◆ What is required
The entries should be restated word for word.

Source data:
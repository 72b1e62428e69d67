//! Typed persistence gateway.
//!
//! These functions work with any implementation of the repository traits and
//! translate between typed models and stored documents. They are where input
//! validation happens before a write, and where identifier strings coming
//! from callers are parsed.
//!
//! ```text
//! ┌──────────────────────────────────────────────┐
//! │  HTTP handlers / resource services            │
//! └──────────────────────┬───────────────────────┘
//!                        │  typed models
//! ┌──────────────────────▼───────────────────────┐
//! │  db::services (this module)                   │
//! │  - validate before insert                     │
//! │  - parse identifiers                          │
//! │  - document <-> model conversion              │
//! └──────────────────────┬───────────────────────┘
//!                        │  JSON documents
//! ┌──────────────────────▼───────────────────────┐
//! │  DocumentRepository + SingletonRepository     │
//! └──────────────────────────────────────────────┘
//! ```
//!
//! # Usage
//!
//! ```
//! use property_api::db::{services, LocalRepository};
//! use property_api::models::Property;
//!
//! # let rt = tokio::runtime::Runtime::new().unwrap();
//! # rt.block_on(async {
//! let repo = LocalRepository::new();
//! let listings = services::list::<Property, _>(&repo, &Default::default()).await.unwrap();
//! assert!(listings.is_empty());
//! # });
//! ```

use log::debug;
use serde::Serialize;
use validator::Validate;

use super::document::{from_document, to_document, Document, DocumentId, Filter, Resource, Stored};
use super::repository::{ErrorContext, FullRepository, RepositoryError, RepositoryResult};

// ==================== Health & Connection ====================

/// Check if the store is reachable.
pub async fn health_check<R: FullRepository + ?Sized>(repo: &R) -> RepositoryResult<bool> {
    repo.health_check().await
}

// ==================== Documents ====================

/// Validate `record` and store it as a new document.
///
/// Nothing is written when validation fails.
///
/// # Returns
/// The new identifier as a string.
pub async fn create<M, R>(repo: &R, record: &M) -> RepositoryResult<String>
where
    M: Resource + Validate,
    R: FullRepository + ?Sized,
{
    record.validate()?;

    let document = to_document(record)?;
    let id = repo.insert_document(M::KIND, document).await?;

    debug!("Created {} {}", M::KIND, id);
    Ok(id.to_string())
}

/// All records of type `M` matching `filter`, in insertion order.
pub async fn list<M, R>(repo: &R, filter: &Filter) -> RepositoryResult<Vec<Stored<M>>>
where
    M: Resource,
    R: FullRepository + ?Sized,
{
    repo.find_documents(M::KIND, filter)
        .await?
        .into_iter()
        .map(from_document::<M>)
        .collect()
}

/// The record of type `M` stored under `id`.
///
/// # Errors
/// - [`RepositoryError::InvalidIdentifier`] if `id` is malformed
/// - [`RepositoryError::NotFound`] if nothing is stored under `id`
pub async fn get_by_id<M, R>(repo: &R, id: &str) -> RepositoryResult<Stored<M>>
where
    M: Resource,
    R: FullRepository + ?Sized,
{
    let document_id = DocumentId::parse(id)?;

    match repo.find_document_by_id(M::KIND, document_id).await? {
        Some(document) => from_document(document),
        None => Err(RepositoryError::not_found_with_context(
            format!("{} not found", display_name(M::KIND.collection_name())),
            ErrorContext::new("get_by_id")
                .with_entity(M::KIND.collection_name())
                .with_entity_id(document_id),
        )),
    }
}

/// Whether a record of type `M` exists under an already parsed identifier.
pub async fn exists<M, R>(repo: &R, id: DocumentId) -> RepositoryResult<bool>
where
    M: Resource,
    R: FullRepository + ?Sized,
{
    Ok(repo.find_document_by_id(M::KIND, id).await?.is_some())
}

/// Number of stored records of type `M`.
pub async fn count<M, R>(repo: &R) -> RepositoryResult<u64>
where
    M: Resource,
    R: FullRepository + ?Sized,
{
    repo.count_documents(M::KIND).await
}

/// Names of the collections that currently hold documents.
pub async fn list_collections<R: FullRepository + ?Sized>(repo: &R) -> RepositoryResult<Vec<String>> {
    repo.list_collections().await
}

// ==================== Singletons ====================

/// The single record of type `M`, if one has been stored.
pub async fn find_singleton<M, R>(repo: &R) -> RepositoryResult<Option<Stored<M>>>
where
    M: Resource,
    R: FullRepository + ?Sized,
{
    repo.find_singleton(M::KIND)
        .await?
        .map(from_document::<M>)
        .transpose()
}

/// Merge the fields of `patch` into the single record of type `M`.
///
/// `patch` can be any serializable value; its fields are merged as-is into
/// the stored document, which is created when absent.
pub async fn upsert_singleton<M, P, R>(repo: &R, patch: &P) -> RepositoryResult<()>
where
    M: Resource,
    P: Serialize + ?Sized,
    R: FullRepository + ?Sized,
{
    let fields: Document = to_document(patch)?;
    repo.upsert_singleton(M::KIND, fields).await
}

fn display_name(collection: &str) -> String {
    match collection {
        "adminsettings" => "Settings".to_string(),
        other => {
            let mut chars = other.chars();
            match chars.next() {
                Some(first) => first.to_uppercase().chain(chars).collect(),
                None => String::new(),
            }
        }
    }
}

◆ Written answer
repository 72b1e62428e69d67
//! Typed persistence gateway.
//!
//! These functions work with any implementation of the repository traits and
//! translate between typed models and stored documents. They are where input
//! validation happens before a write, and where identifier strings coming
//! from callers are parsed.
//!
//! ```text
//! ┌──────────────────────────────────────────────┐
//! │  HTTP handlers / resource services            │
//! └──────────────────────┬───────────────────────┘
//!                        │  typed models
//! ┌──────────────────────▼───────────────────────┐
//! │  db::services (this module)                   │
//! │  - validate before insert                     │
//! │  - parse identifiers                          │
//! │  - document <-> model conversion              │
//! └──────────────────────┬───────────────────────┘
//!                        │  JSON documents
//! ┌──────────────────────▼───────────────────────┐
//! │  DocumentRepository + SingletonRepository     │
//! └──────────────────────────────────────────────┘
//! ```
//!
//! # Usage
//!
//! ```
//! use property_api::db::{services, LocalRepository};
//! use property_api::models::Property;
//!
//! # let rt = tokio::runtime::Runtime::new().unwrap();
//! # rt.block_on(async {
//! let repo = LocalRepository::new();
//! let listings = services::list::<Property, _>(&repo, &Default::default()).await.unwrap();
//! assert!(listings.is_empty());
//! # });
//! ```

use log::debug;
use serde::Serialize;
use validator::Validate;

use super::document::{from_document, to_document, Document, DocumentId, Filter, Resource, Stored};
use super::repository::{ErrorContext, FullRepository, RepositoryError, RepositoryResult};

// ==================== Health & Connection ====================

/// Check if the store is reachable.
pub async fn health_check<R: FullRepository + ?Sized>(repo: &R) -> RepositoryResult<bool> {
    repo.health_check().await
}

// ==================== Documents ====================

/// Validate `record` and store it as a new document.
///
/// Nothing is written when validation fails.
///
/// # Returns
/// The new identifier as a string.
pub async fn create<M, R>(repo: &R, record: &M) -> RepositoryResult<String>
where
    M: Resource + Validate,
    R: FullRepository + ?Sized,
{
    record.validate()?;

    let document = to_document(record)?;
    let id = repo.insert_document(M::KIND, document).await?;

    debug!("Created {} {}", M::KIND, id);
    Ok(id.to_string())
}

/// All records of type `M` matching `filter`, in insertion order.
pub async fn list<M, R>(repo: &R, filter: &Filter) -> RepositoryResult<Vec<Stored<M>>>
where
    M: Resource,
    R: FullRepository + ?Sized,
{
    repo.find_documents(M::KIND, filter)
        .await?
        .into_iter()
        .map(from_document::<M>)
        .collect()
}

/// The record of type `M` stored under `id`.
///
/// # Errors
/// - [`RepositoryError::InvalidIdentifier`] if `id` is malformed
/// - [`RepositoryError::NotFound`] if nothing is stored under `id`
pub async fn get_by_id<M, R>(repo: &R, id: &str) -> RepositoryResult<Stored<M>>
where
    M: Resource,
    R: FullRepository + ?Sized,
{
    let document_id = DocumentId::parse(id)?;

    match repo.find_document_by_id(M::KIND, document_id).await? {
        Some(document) => from_document(document),
        None => Err(RepositoryError::not_found_with_context(
            format!("{} not found", display_name(M::KIND.collection_name())),
            ErrorContext::new("get_by_id")
                .with_entity(M::KIND.collection_name())
                .with_entity_id(document_id),
        )),
    }
}

/// Whether a record of type `M` exists under an already parsed identifier.
pub async fn exists<M, R>(repo: &R, id: DocumentId) -> RepositoryResult<bool>
where
    M: Resource,
    R: FullRepository + ?Sized,
{
    Ok(repo.find_document_by_id(M::KIND, id).await?.is_some())
}

/// Number of stored records of type `M`.
pub async fn count<M, R>(repo: &R) -> RepositoryResult<u64>
where
    M: Resource,
    R: FullRepository + ?Sized,
{
    repo.count_documents(M::KIND).await
}

/// Names of the collections that currently hold documents.
pub async fn list_collections<R: FullRepository + ?Sized>(repo: &R) -> RepositoryResult<Vec<String>> {
    repo.list_collections().await
}

// ==================== Singletons ====================

/// The single record of type `M`, if one has been stored.
pub async fn find_singleton<M, R>(repo: &R) -> RepositoryResult<Option<Stored<M>>>
where
    M: Resource,
    R: FullRepository + ?Sized,
{
    repo.find_singleton(M::KIND)
        .await?
        .map(from_document::<M>)
        .transpose()
}

/// Merge the fields of `patch` into the single record of type `M`.
///
/// `patch` can be any serializable value; its fields are merged as-is into
/// the stored document, which is created when absent.
pub async fn upsert_singleton<M, P, R>(repo: &R, patch: &P) -> RepositoryResult<()>
where
    M: Resource,
    P: Serialize + ?Sized,
    R: FullRepository + ?Sized,
{
    let fields: Document = to_document(patch)?;
    repo.upsert_singleton(M::KIND, fields).await
}

fn display_name(collection: &str) -> String {
    match collection {
        "adminsettings" => "Settings".to_string(),
        other => {
            let mut chars = other.chars();
            match chars.next() {
                Some(first) => first.to_uppercase().chain(chars).collect(),
                None => String::new(),
            }
        }
    }
}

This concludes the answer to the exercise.